*TASK TO COMPLETE*
Write out the entries below exactly, from the first line to the one with "pub const MAX_PAGE_SIZE: u32 = 100;", both ends included.
***** RECORDED DATA
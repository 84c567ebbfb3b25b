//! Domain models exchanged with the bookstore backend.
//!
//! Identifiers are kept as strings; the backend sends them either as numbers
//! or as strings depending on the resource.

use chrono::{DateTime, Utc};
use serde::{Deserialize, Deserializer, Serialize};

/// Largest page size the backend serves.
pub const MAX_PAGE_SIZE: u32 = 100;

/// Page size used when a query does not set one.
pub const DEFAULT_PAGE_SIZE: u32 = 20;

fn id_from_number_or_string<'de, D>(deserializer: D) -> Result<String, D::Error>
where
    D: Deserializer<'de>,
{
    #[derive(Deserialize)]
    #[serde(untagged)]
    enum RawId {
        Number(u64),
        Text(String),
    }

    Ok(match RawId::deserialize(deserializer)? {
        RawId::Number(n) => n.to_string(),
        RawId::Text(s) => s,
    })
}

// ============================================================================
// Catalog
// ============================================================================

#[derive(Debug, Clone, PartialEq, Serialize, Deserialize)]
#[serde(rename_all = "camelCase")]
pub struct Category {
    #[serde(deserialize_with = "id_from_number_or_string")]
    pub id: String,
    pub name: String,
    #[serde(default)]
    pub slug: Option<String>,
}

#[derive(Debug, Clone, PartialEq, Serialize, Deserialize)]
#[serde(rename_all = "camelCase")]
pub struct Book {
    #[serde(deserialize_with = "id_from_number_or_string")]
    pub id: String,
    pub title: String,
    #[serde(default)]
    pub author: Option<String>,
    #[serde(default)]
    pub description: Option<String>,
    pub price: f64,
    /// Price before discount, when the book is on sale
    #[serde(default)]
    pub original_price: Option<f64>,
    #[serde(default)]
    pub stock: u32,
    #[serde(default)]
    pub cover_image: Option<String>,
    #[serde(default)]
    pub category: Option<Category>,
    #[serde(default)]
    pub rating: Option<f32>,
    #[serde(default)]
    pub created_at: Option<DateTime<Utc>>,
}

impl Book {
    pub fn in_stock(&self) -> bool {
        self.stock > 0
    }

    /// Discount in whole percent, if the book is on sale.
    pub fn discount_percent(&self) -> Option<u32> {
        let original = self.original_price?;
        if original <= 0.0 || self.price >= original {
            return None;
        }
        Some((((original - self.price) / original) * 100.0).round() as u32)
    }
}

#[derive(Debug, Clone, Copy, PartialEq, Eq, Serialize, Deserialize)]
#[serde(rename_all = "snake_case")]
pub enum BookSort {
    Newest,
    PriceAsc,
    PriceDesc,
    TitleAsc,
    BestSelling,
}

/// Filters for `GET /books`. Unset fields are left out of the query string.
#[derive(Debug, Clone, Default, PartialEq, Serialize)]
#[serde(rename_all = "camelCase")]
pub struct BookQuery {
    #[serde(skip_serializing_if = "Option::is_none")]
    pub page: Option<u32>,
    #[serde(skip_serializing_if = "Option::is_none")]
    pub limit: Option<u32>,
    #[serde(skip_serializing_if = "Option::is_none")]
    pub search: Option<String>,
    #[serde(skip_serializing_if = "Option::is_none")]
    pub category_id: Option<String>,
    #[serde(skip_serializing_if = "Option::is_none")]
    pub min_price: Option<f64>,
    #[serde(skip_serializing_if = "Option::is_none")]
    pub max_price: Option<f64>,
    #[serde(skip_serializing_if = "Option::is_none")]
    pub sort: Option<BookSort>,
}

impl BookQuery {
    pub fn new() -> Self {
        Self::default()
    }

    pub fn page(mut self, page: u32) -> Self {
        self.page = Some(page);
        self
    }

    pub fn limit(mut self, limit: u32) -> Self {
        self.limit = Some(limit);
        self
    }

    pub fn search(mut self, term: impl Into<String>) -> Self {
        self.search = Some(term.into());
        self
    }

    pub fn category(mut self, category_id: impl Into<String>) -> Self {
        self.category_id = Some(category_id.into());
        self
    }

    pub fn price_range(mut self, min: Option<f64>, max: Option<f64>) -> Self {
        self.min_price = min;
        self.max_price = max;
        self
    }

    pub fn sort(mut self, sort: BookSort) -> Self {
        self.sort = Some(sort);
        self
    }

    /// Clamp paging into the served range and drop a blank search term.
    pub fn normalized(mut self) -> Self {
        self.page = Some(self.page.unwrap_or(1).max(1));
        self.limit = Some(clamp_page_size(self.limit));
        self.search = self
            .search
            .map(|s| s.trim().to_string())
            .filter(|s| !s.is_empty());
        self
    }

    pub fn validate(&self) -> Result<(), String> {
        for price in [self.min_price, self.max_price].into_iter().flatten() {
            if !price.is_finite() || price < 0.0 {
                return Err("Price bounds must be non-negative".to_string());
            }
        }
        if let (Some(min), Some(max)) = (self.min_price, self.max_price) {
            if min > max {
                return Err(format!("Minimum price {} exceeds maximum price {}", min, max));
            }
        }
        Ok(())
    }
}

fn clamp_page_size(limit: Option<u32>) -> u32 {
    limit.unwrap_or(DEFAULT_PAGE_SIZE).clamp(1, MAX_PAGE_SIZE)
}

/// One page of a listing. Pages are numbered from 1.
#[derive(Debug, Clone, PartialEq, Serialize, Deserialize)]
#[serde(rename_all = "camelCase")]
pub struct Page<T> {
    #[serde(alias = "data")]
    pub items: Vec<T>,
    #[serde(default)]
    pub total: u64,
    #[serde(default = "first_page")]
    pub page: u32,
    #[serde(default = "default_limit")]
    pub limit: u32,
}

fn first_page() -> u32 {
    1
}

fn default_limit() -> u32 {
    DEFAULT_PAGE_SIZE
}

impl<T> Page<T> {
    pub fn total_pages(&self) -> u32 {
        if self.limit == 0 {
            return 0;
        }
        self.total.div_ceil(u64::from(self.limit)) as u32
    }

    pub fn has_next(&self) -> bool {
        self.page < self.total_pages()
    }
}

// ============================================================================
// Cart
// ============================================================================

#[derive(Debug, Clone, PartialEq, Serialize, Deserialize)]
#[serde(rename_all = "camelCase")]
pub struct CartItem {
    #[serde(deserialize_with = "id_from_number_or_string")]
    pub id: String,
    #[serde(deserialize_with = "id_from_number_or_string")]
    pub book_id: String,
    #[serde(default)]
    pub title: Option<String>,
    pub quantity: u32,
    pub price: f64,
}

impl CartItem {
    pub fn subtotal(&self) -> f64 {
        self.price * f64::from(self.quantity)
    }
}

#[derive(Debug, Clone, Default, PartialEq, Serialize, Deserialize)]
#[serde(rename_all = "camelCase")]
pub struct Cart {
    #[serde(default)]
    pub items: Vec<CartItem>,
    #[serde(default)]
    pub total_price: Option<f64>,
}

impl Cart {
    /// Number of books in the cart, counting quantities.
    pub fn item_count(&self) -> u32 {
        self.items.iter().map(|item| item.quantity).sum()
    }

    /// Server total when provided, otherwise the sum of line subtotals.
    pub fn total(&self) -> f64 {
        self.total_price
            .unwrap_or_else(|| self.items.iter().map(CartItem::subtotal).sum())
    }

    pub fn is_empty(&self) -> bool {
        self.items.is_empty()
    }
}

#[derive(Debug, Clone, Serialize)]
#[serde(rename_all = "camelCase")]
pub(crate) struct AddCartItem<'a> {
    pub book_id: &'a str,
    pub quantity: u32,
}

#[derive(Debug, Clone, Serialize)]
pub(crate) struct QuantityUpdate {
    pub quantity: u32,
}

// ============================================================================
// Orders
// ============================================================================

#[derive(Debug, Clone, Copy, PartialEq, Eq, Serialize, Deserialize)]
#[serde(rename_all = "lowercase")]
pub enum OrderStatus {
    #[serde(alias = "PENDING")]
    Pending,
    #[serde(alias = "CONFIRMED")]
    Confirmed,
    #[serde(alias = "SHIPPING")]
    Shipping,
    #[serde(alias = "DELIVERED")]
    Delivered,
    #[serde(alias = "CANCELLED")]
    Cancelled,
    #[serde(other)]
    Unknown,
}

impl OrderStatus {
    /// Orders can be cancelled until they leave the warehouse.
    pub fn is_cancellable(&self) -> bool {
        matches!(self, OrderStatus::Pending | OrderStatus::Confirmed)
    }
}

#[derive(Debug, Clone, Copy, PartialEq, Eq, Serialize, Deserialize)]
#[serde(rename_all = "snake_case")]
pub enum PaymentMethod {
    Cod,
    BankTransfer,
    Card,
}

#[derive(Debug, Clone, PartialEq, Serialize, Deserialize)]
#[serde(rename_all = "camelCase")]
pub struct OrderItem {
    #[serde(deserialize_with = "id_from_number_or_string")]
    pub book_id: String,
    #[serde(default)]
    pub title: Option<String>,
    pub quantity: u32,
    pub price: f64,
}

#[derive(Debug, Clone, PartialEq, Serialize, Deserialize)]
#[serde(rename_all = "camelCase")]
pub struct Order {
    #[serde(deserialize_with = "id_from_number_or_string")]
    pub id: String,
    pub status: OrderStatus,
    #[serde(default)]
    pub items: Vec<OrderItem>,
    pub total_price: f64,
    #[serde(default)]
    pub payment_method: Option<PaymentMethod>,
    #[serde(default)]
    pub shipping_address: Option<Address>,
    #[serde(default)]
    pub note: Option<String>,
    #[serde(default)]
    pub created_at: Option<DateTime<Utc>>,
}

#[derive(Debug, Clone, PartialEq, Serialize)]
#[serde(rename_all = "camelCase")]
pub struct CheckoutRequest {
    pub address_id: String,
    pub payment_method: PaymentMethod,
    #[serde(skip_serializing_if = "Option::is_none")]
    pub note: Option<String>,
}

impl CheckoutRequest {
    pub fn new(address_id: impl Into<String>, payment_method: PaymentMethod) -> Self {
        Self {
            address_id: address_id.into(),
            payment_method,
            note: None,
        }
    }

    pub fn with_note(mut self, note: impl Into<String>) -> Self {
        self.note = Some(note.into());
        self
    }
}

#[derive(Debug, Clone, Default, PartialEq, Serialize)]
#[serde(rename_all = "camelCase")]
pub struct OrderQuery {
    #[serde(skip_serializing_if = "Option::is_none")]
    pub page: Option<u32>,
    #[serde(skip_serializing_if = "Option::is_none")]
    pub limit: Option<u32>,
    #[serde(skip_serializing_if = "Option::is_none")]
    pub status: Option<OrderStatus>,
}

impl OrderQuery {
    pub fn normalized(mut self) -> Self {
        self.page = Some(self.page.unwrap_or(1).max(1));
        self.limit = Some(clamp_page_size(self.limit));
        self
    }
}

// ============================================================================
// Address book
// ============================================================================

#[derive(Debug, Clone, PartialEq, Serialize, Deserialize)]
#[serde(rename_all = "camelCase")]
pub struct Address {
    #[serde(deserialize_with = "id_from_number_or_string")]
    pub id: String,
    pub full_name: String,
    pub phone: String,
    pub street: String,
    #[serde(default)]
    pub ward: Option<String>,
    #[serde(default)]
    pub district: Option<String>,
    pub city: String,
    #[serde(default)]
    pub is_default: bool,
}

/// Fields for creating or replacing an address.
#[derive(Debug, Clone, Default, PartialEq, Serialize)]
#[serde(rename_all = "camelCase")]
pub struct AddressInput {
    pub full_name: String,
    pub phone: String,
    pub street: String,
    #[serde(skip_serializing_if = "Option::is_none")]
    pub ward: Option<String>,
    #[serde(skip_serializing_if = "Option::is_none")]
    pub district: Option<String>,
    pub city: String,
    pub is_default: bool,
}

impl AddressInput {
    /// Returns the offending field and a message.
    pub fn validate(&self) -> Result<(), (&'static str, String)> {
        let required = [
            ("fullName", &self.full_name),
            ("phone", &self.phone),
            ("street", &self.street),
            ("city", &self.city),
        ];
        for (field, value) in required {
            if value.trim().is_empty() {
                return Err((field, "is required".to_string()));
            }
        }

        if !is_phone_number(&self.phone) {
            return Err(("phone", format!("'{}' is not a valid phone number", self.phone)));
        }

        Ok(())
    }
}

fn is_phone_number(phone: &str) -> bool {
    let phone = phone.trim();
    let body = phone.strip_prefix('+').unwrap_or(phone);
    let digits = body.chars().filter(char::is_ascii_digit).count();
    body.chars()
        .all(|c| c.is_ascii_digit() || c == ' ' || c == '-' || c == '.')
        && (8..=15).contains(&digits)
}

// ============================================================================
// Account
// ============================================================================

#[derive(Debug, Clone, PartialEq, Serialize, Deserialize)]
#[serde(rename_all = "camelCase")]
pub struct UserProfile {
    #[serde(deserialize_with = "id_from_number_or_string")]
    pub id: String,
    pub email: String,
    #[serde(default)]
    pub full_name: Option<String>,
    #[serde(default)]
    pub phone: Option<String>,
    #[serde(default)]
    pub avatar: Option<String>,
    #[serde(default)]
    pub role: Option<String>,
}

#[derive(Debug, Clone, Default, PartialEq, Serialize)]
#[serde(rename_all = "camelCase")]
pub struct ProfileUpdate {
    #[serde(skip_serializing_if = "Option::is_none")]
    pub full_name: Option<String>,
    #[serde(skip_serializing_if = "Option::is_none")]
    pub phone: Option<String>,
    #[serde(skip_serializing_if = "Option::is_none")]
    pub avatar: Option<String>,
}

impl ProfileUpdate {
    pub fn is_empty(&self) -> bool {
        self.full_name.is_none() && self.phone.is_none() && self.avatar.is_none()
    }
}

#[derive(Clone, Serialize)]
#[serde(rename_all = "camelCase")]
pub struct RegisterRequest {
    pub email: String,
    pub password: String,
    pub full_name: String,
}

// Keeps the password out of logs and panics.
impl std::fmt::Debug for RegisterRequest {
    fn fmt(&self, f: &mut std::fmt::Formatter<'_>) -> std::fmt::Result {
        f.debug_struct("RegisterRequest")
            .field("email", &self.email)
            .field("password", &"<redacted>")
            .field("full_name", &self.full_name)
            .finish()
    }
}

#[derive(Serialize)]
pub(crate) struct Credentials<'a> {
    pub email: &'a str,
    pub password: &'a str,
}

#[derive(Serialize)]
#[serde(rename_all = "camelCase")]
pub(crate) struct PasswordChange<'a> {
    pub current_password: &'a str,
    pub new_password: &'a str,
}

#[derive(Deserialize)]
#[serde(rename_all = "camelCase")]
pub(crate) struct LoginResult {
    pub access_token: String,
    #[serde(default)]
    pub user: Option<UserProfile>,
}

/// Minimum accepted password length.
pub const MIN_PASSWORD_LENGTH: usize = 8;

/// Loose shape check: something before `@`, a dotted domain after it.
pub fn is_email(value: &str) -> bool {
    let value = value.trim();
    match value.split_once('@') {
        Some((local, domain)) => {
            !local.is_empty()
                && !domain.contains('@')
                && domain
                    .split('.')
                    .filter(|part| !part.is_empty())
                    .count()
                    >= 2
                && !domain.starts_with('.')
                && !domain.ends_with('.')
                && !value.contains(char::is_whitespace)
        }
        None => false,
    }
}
**********
*WRITTEN RESPONSE*
repository 84c567ebbfb3b25b
//! Domain models exchanged with the bookstore backend.
//!
//! Identifiers are kept as strings; the backend sends them either as numbers
//! or as strings depending on the resource.

use chrono::{DateTime, Utc};
use serde::{Deserialize, Deserializer, Serialize};

/// Largest page size the backend serves.
pub const MAX_PAGE_SIZE: u32 = 100;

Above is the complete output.